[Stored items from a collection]
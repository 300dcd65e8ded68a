//! NATS Task Queue Tests
// Copyright 2025 Francisco F. Pinochet
//
// Licensed under the Apache License, Version 2.0 (the "License");
// you may not use this file except in compliance with the License.
// You may obtain a copy of the License at
//
//     http://www.apache.org/licenses/LICENSE-2.0
//
// Unless required by applicable law or agreed to in writing, software
// distributed under the License is distributed on an "AS IS" BASIS,
// WITHOUT WARRANTIES OR CONDITIONS OF ANY KIND, either express or implied.
// See the License for the specific language governing permissions and
// limitations under the License.


use cinecore_config::MessageBusConfig;
use cinecore_types::{Event, EventType, Lane, MediaId, MediaTaskArgs, MediaTranscribedPayload, RevokeRequest, TaskEnvelope, TaskName};
use futures::StreamExt;
use std::time::Duration;
use task_queue_client::nats::NatsTaskQueue;
use task_queue_client::traits::{TaskQueue, TaskState};

fn test_config() -> MessageBusConfig {
    MessageBusConfig {
        url: "nats://localhost:4222".to_string(),
        stream_name: format!("CINECORE_TEST_{}", uuid::Uuid::new_v4().simple()),
        subject_prefix: format!("cinecore-test-{}", uuid::Uuid::new_v4().simple()),
        registry_bucket: format!("cinecore-test-{}", uuid::Uuid::new_v4().simple()),
    }
}

fn media_task(name: TaskName) -> TaskEnvelope {
    TaskEnvelope::new(
        name,
        MediaTaskArgs {
            media_id: MediaId::from("nats-test"),
        },
    )
    .unwrap()
}

#[tokio::test]
#[ignore] // Requires NATS server running
async fn test_nats_queue_connection() {
    let queue = NatsTaskQueue::new(&test_config(), Duration::from_secs(60)).await;
    assert!(queue.is_ok());
    assert!(queue.unwrap().is_connected().await);
}

#[tokio::test]
#[ignore] // Requires NATS server running
async fn test_nats_enqueue_registers_task() {
    let queue = NatsTaskQueue::new(&test_config(), Duration::from_secs(60))
        .await
        .unwrap();

    let task = media_task(TaskName::MediaInit);
    let task_id = queue.enqueue(task).await.unwrap();

    let snapshot = queue.inspect().await.unwrap();
    assert!(snapshot.contains_task(&task_id));
    assert_eq!(snapshot.entries[&task_id].state, TaskState::Queued);
}

#[tokio::test]
#[ignore] // Requires NATS server running
async fn test_nats_consume_and_ack() {
    let queue = NatsTaskQueue::new(&test_config(), Duration::from_secs(60))
        .await
        .unwrap();

    let task_id = queue
        .enqueue(media_task(TaskName::CreateHls))
        .await
        .unwrap();

    let mut deliveries = queue.consume(Lane::Long);
    let delivery = tokio::time::timeout(Duration::from_secs(5), deliveries.next())
        .await
        .expect("timed out waiting for delivery")
        .unwrap()
        .unwrap();
    assert_eq!(delivery.task.task_id, task_id);

    delivery.ack().await.unwrap();
    let snapshot = queue.inspect().await.unwrap();
    assert!(!snapshot.contains_task(&task_id));
}

#[tokio::test]
#[ignore] // Requires NATS server running
async fn test_nats_revocation_broadcast() {
    let queue = NatsTaskQueue::new(&test_config(), Duration::from_secs(60))
        .await
        .unwrap();

    let task_id = queue
        .enqueue(media_task(TaskName::EncodeMedia))
        .await
        .unwrap();

    let mut revocations = queue.revocations();
    tokio::time::sleep(Duration::from_millis(200)).await;

    queue
        .revoke(RevokeRequest {
            task_id: task_id.clone(),
            temp_file: None,
        })
        .await
        .unwrap();

    let received = tokio::time::timeout(Duration::from_secs(5), revocations.next())
        .await
        .expect("timed out waiting for revocation")
        .unwrap()
        .unwrap();
    assert_eq!(received.task_id, task_id);
    assert!(!queue.inspect().await.unwrap().contains_task(&task_id));
}

#[tokio::test]
#[ignore] // Requires NATS server running
async fn test_nats_publish_event() {
    let queue = NatsTaskQueue::new(&test_config(), Duration::from_secs(60))
        .await
        .unwrap();

    let event = Event::new(
        EventType::MediaTranscribed,
        "test",
        MediaTranscribedPayload {
            media_id: MediaId::from("nats-test"),
            language_code: "automatic".to_string(),
            subtitle_file: "/tmp/automatic.vtt".into(),
            translate: false,
        },
    )
    .unwrap();

    assert!(queue.publish_event(&event).await.is_ok());
}
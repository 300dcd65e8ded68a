//! Error types for Cinecore
// Copyright 2025 Francisco F. Pinochet
//
// Licensed under the Apache License, Version 2.0 (the "License");
// you may not use this file except in compliance with the License.
// You may obtain a copy of the License at
//
//     http://www.apache.org/licenses/LICENSE-2.0
//
// Unless required by applicable law or agreed to in writing, software
// distributed under the License is distributed on an "AS IS" BASIS,
// WITHOUT WARRANTIES OR CONDITIONS OF ANY KIND, either express or implied.
// See the License for the specific language governing permissions and
// limitations under the License.


use thiserror::Error;

/// Errors raised while building or decoding shared records
#[derive(Error, Debug)]
pub enum TypesError {
    #[error("Serialization error: {0}")]
    Serialization(#[from] serde_json::Error),

    #[error("Invalid task payload: {0}")]
    InvalidPayload(String),

    #[error("Invalid encoding status: {0}")]
    InvalidStatus(String),

    #[error("Invalid codec: {0}")]
    InvalidCodec(String),

    #[error("Invalid container: {0}")]
    InvalidContainer(String),

    #[error("Invalid transition from {from} to {to}")]
    InvalidTransition { from: String, to: String },
}

pub type Result<T> = std::result::Result<T, TypesError>;
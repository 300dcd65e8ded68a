//! Reconciliation sweeps against the memory store and queue

mod common;

use chrono::{Duration, Utc};
use common::{Harness, HarnessBuilder};
use cinecore_types::{EncodingJob, EncodingStatus, Lane, MediaId};
use media_processor::reconcile::{
    check_media_states, check_missing_profiles, check_pending_states, check_running_states,
    run_sweep,
};
use media_processor::store::JobStore;

async fn queued_media(token: &str) -> (Harness, MediaId) {
    let h = HarnessBuilder::new()
        .configure(|c| {
            c.encoding.chunked_encoding = false;
            c.reconcile.running_stale_secs = 60;
        })
        .build();
    h.standard_profiles().await;
    let id = h.upload(token).await;
    h.pipeline.media_init(&id).await.unwrap();
    (h, id)
}

async fn job_for(h: &Harness, id: &MediaId, profile_id: i32) -> EncodingJob {
    h.store
        .jobs_for_media(id)
        .await
        .unwrap()
        .into_iter()
        .find(|j| j.profile_id == profile_id)
        .unwrap()
}

#[tokio::test]
async fn test_stale_running_job_is_replaced_once() {
    let (h, id) = queued_media("stale").await;
    let mut job = job_for(&h, &id, 2).await;
    let task_id = job.task_id.clone().unwrap();
    job.start(task_id.clone(), "gone-worker").unwrap();
    job.updated_at = Utc::now() - Duration::hours(2);
    h.store.update_job(&job).await.unwrap();

    let report = check_running_states(&h.pipeline).await.unwrap();
    assert_eq!(report.examined, 1);
    assert_eq!(report.changed, 1);
    assert_eq!(report.errors, 0);

    assert!(h.store.get_job(job.id).await.unwrap().is_none());
    let replacement = job_for(&h, &id, 2).await;
    assert_ne!(replacement.id, job.id);
    assert_eq!(replacement.status, EncodingStatus::Pending);
    assert_ne!(replacement.task_id.as_deref(), Some(task_id.as_str()));
    assert_eq!(h.store.job_count().await, 3);

    // the old task is gone, the new one is queued
    let queued = h.queue.queued(Lane::Long);
    assert!(queued.iter().all(|t| t.task_id != task_id));
    assert!(queued
        .iter()
        .any(|t| Some(&t.task_id) == replacement.task_id.as_ref()));

    // a second pass finds nothing to do
    let again = check_running_states(&h.pipeline).await.unwrap();
    assert_eq!(again.changed, 0);
}

#[tokio::test]
async fn test_recent_running_job_is_left_alone() {
    let (h, id) = queued_media("fresh").await;
    let mut job = job_for(&h, &id, 1).await;
    job.start(job.task_id.clone().unwrap(), "busy-worker").unwrap();
    h.store.update_job(&job).await.unwrap();

    let report = check_running_states(&h.pipeline).await.unwrap();
    assert_eq!(report.examined, 1);
    assert_eq!(report.changed, 0);
    assert_eq!(
        h.store.get_job(job.id).await.unwrap().unwrap().status,
        EncodingStatus::Running
    );
}

#[tokio::test]
async fn test_pending_job_without_task_is_requeued() {
    let (h, id) = queued_media("orphan").await;

    let report = check_pending_states(&h.pipeline).await.unwrap();
    assert_eq!(report.examined, 3);
    assert_eq!(report.changed, 0);

    let lost = job_for(&h, &id, 3).await;
    let kept = job_for(&h, &id, 1).await;
    h.queue.drop_task(lost.task_id.as_deref().unwrap());

    let report = check_pending_states(&h.pipeline).await.unwrap();
    assert_eq!(report.changed, 1);

    assert!(h.store.get_job(lost.id).await.unwrap().is_none());
    let replacement = job_for(&h, &id, 3).await;
    assert_ne!(replacement.id, lost.id);
    assert_eq!(replacement.status, EncodingStatus::Pending);
    assert_eq!(h.store.get_job(kept.id).await.unwrap().unwrap().id, kept.id);
    assert_eq!(h.queue.queued(Lane::Long).len(), 3);
}

#[tokio::test]
async fn test_missing_profile_is_encoded_once_media_settles() {
    let (h, id) = queued_media("gap").await;
    let missing = job_for(&h, &id, 2).await;
    h.store.delete_job(missing.id).await.unwrap();
    h.queue.drop_task(missing.task_id.as_deref().unwrap());

    // just touched, still inside the settle window
    let report = check_missing_profiles(&h.pipeline).await.unwrap();
    assert_eq!(report.examined, 1);
    assert_eq!(report.changed, 0);

    let mut media = h.media(&id).await;
    media.updated_at = Utc::now() - Duration::hours(1);
    h.store.save_media(&media).await.unwrap();

    let report = check_missing_profiles(&h.pipeline).await.unwrap();
    assert_eq!(report.changed, 1);
    let profiles: Vec<i32> = h
        .store
        .jobs_for_media(&id)
        .await
        .unwrap()
        .iter()
        .map(|j| j.profile_id)
        .collect();
    assert!(profiles.contains(&2));
    assert_eq!(profiles.len(), 3);

    let report = check_missing_profiles(&h.pipeline).await.unwrap();
    assert_eq!(report.changed, 0);
}

#[tokio::test]
async fn test_missing_profile_settle_ignores_running_window() {
    let h = HarnessBuilder::new()
        .configure(|c| {
            c.encoding.chunked_encoding = false;
            c.reconcile.running_stale_secs = 86_400;
            c.reconcile.missing_profiles_settle_secs = 60;
        })
        .build();
    h.standard_profiles().await;
    let id = h.upload("settle").await;
    h.pipeline.media_init(&id).await.unwrap();
    let missing = job_for(&h, &id, 1).await;
    h.store.delete_job(missing.id).await.unwrap();
    h.queue.drop_task(missing.task_id.as_deref().unwrap());

    let mut media = h.media(&id).await;
    media.updated_at = Utc::now() - Duration::minutes(5);
    h.store.save_media(&media).await.unwrap();

    let report = check_missing_profiles(&h.pipeline).await.unwrap();
    assert_eq!(report.changed, 1);
    assert_eq!(h.store.job_count().await, 3);
}

#[tokio::test]
async fn test_stale_job_of_inactive_profile_is_dropped() {
    let (h, id) = queued_media("retired").await;
    let mut profile = h.store.get_profile(2).await.unwrap().unwrap();
    profile.active = false;
    h.store.save_profile(&profile).await.unwrap();

    let mut job = job_for(&h, &id, 2).await;
    job.start(job.task_id.clone().unwrap(), "gone-worker").unwrap();
    job.updated_at = Utc::now() - Duration::hours(2);
    h.store.update_job(&job).await.unwrap();

    let report = check_running_states(&h.pipeline).await.unwrap();
    assert_eq!(report.examined, 1);
    assert_eq!(report.changed, 0);
    assert_eq!(report.errors, 0);

    assert!(h.store.get_job(job.id).await.unwrap().is_none());
    let profiles: Vec<i32> = h
        .store
        .jobs_for_media(&id)
        .await
        .unwrap()
        .iter()
        .map(|j| j.profile_id)
        .collect();
    assert!(!profiles.contains(&2));
    assert_eq!(profiles.len(), 2);
}

#[tokio::test]
async fn test_media_state_sweep_repairs_stale_aggregate() {
    let (h, id) = queued_media("drift").await;
    h.drain(Lane::Long).await;
    assert_eq!(h.media(&id).await.encoding_status, EncodingStatus::Success);

    // success media are settled and not looked at
    let report = check_media_states(&h.pipeline).await.unwrap();
    assert_eq!(report.examined, 0);

    let mut media = h.media(&id).await;
    media.encoding_status = EncodingStatus::Running;
    h.store.save_media(&media).await.unwrap();

    let report = check_media_states(&h.pipeline).await.unwrap();
    assert_eq!(report.examined, 1);
    assert_eq!(report.changed, 1);
    assert_eq!(h.media(&id).await.encoding_status, EncodingStatus::Success);
}

#[tokio::test]
async fn test_run_sweep_ignores_other_tasks() {
    let (h, _) = queued_media("names").await;
    assert!(run_sweep(&h.pipeline, cinecore_types::TaskName::EncodeMedia)
        .await
        .is_none());
    let report = run_sweep(&h.pipeline, cinecore_types::TaskName::CheckPendingStates)
        .await
        .unwrap()
        .unwrap();
    assert_eq!(report.examined, 3);
}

* **What you need to do**
Extract every line of the records above that contains the word "start".

* **Reply to the exercise**
    job.start(task_id.clone(), "gone-worker").unwrap();
    job.start(job.task_id.clone().unwrap(), "busy-worker").unwrap();
    job.start(job.task_id.clone().unwrap(), "gone-worker").unwrap();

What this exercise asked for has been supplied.